┌─ Data records

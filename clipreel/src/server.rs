use anyhow::Context;
use std::sync::Arc;
use std::time::Duration;
use tokio_util::sync::CancellationToken;
use tracing::{error, info, warn};

use clipreel_api::{create_router, AppState, StreamSettings};
use clipreel_core::capture::{CaptureDeps, CaptureEngine, HttpCaptureBackend};
use clipreel_core::media::{AudioTrackResolver, FfprobeProber, MediaProber};
use clipreel_core::models::State;
use clipreel_core::persist::{self, Snapshotter};
use clipreel_core::replay::{ReplayBuilder, ReplayLocator};
use clipreel_core::{Config, StateStore};

/// How long the final snapshot write may take during shutdown
const SNAPSHOT_FLUSH_TIMEOUT: Duration = Duration::from_secs(5);

pub struct ClipReelServer {
    config: Config,
    state: AppState,
    snapshotter: Snapshotter,
    shutdown: CancellationToken,
}

impl ClipReelServer {
    /// Restore persisted state and wire every component.
    pub async fn build(config: Config) -> anyhow::Result<Self> {
        let store = Arc::new(StateStore::new(State::default()));
        let snapshot_path = config.persistence.snapshot_path.clone();

        let restored = persist::restore(&store, &snapshot_path)
            .await
            .with_context(|| format!("Failed to load snapshot {snapshot_path}"))?;
        if restored {
            let state = store.get();
            info!(
                path = %snapshot_path,
                pending = state.replay_state.pending_highlights.len(),
                replays = state.replay_state.replays.len(),
                "Snapshot restored"
            );
        } else {
            info!(path = %snapshot_path, "No snapshot found, starting fresh");
        }

        let snapshotter = Snapshotter::new(&snapshot_path, Arc::clone(&store), config.persistence.debounce());
        let snapshots = snapshotter.handle();

        let backend = HttpCaptureBackend::new(
            &config.backend.base_url,
            Duration::from_millis(config.backend.request_timeout_ms),
        )?;
        let prober: Arc<dyn MediaProber> = Arc::new(FfprobeProber::new(
            config.media.ffprobe_bin.clone(),
            config.media.probe_timeout(),
        ));

        let shutdown = CancellationToken::new();
        let engine = CaptureEngine::start(
            config.capture.clone(),
            CaptureDeps {
                backend: Arc::new(backend),
                prober: Arc::clone(&prober),
                store: Arc::clone(&store),
                snapshots: snapshots.clone(),
                probe_deadline: config.media.probe_timeout(),
            },
            shutdown.child_token(),
        );

        let state = AppState {
            engine,
            store: Arc::clone(&store),
            snapshots: snapshots.clone(),
            builder: ReplayBuilder::new(store, snapshots),
            locator: ReplayLocator::new(&config.public_base_url())?,
            audio: Arc::new(AudioTrackResolver::new(
                prober,
                config.media.game_audio_title.clone(),
                config.media.game_audio_index,
            )),
            stream: Arc::new(StreamSettings::from_config(&config)),
        };

        Ok(Self {
            config,
            state,
            snapshotter,
            shutdown,
        })
    }

    /// Serve HTTP until a shutdown signal, then stop the engine and write a
    /// final snapshot.
    pub async fn start(self) -> anyhow::Result<()> {
        let Self {
            config,
            state,
            snapshotter,
            shutdown,
        } = self;

        let snapshot_task = tokio::spawn(snapshotter.run(shutdown.child_token()));
        let engine = state.engine.clone();

        let http_address = config.http_address();
        let listener = tokio::net::TcpListener::bind(&http_address)
            .await
            .with_context(|| format!("Failed to bind HTTP address {http_address}"))?;
        info!("HTTP server listening on {}", http_address);

        let graceful = {
            let shutdown = shutdown.clone();
            async move {
                tokio::select! {
                    () = shutdown_signal() => {
                        info!("Shutdown signal received, starting graceful shutdown...");
                    }
                    () = shutdown.cancelled() => {}
                }
                // Stop timers and waiters first so in-flight replay requests
                // unblock before connections drain.
                shutdown.cancel();
            }
        };

        let served = axum::serve(listener, create_router(state))
            .with_graceful_shutdown(graceful)
            .await;

        shutdown.cancel();
        engine.close();

        if let Err(e) = &served {
            error!("HTTP server error: {}", e);
        }

        match tokio::time::timeout(SNAPSHOT_FLUSH_TIMEOUT, snapshot_task).await {
            Ok(Ok(())) => info!("Final snapshot written"),
            Ok(Err(e)) => error!("Snapshot task failed: {}", e),
            Err(_) => warn!("Timed out waiting for the final snapshot"),
        }

        info!("ClipReel server stopped");
        served.context("HTTP server error")
    }
}

/// Wait for a shutdown signal (SIGTERM or SIGINT/Ctrl+C)
async fn shutdown_signal() {
    let ctrl_c = async {
        match tokio::signal::ctrl_c().await {
            Ok(()) => {
                info!("Received Ctrl+C signal");
            }
            Err(e) => {
                error!("Failed to install Ctrl+C handler: {}", e);
                std::future::pending::<()>().await;
            }
        }
    };

    #[cfg(unix)]
    let terminate = async {
        match tokio::signal::unix::signal(tokio::signal::unix::SignalKind::terminate()) {
            Ok(mut signal) => {
                signal.recv().await;
                info!("Received SIGTERM signal");
            }
            Err(e) => {
                error!("Failed to install SIGTERM handler: {}", e);
                std::future::pending::<()>().await;
            }
        }
    };

    #[cfg(not(unix))]
    let terminate = std::future::pending::<()>();

    tokio::select! {
        () = ctrl_c => {}
        () = terminate => {}
    }
}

└─

Please copy each line of the material that has the string "listener" somewhere in it.

• _Exercise output_
        let listener = tokio::net::TcpListener::bind(&http_address)
        let served = axum::serve(listener, create_router(state))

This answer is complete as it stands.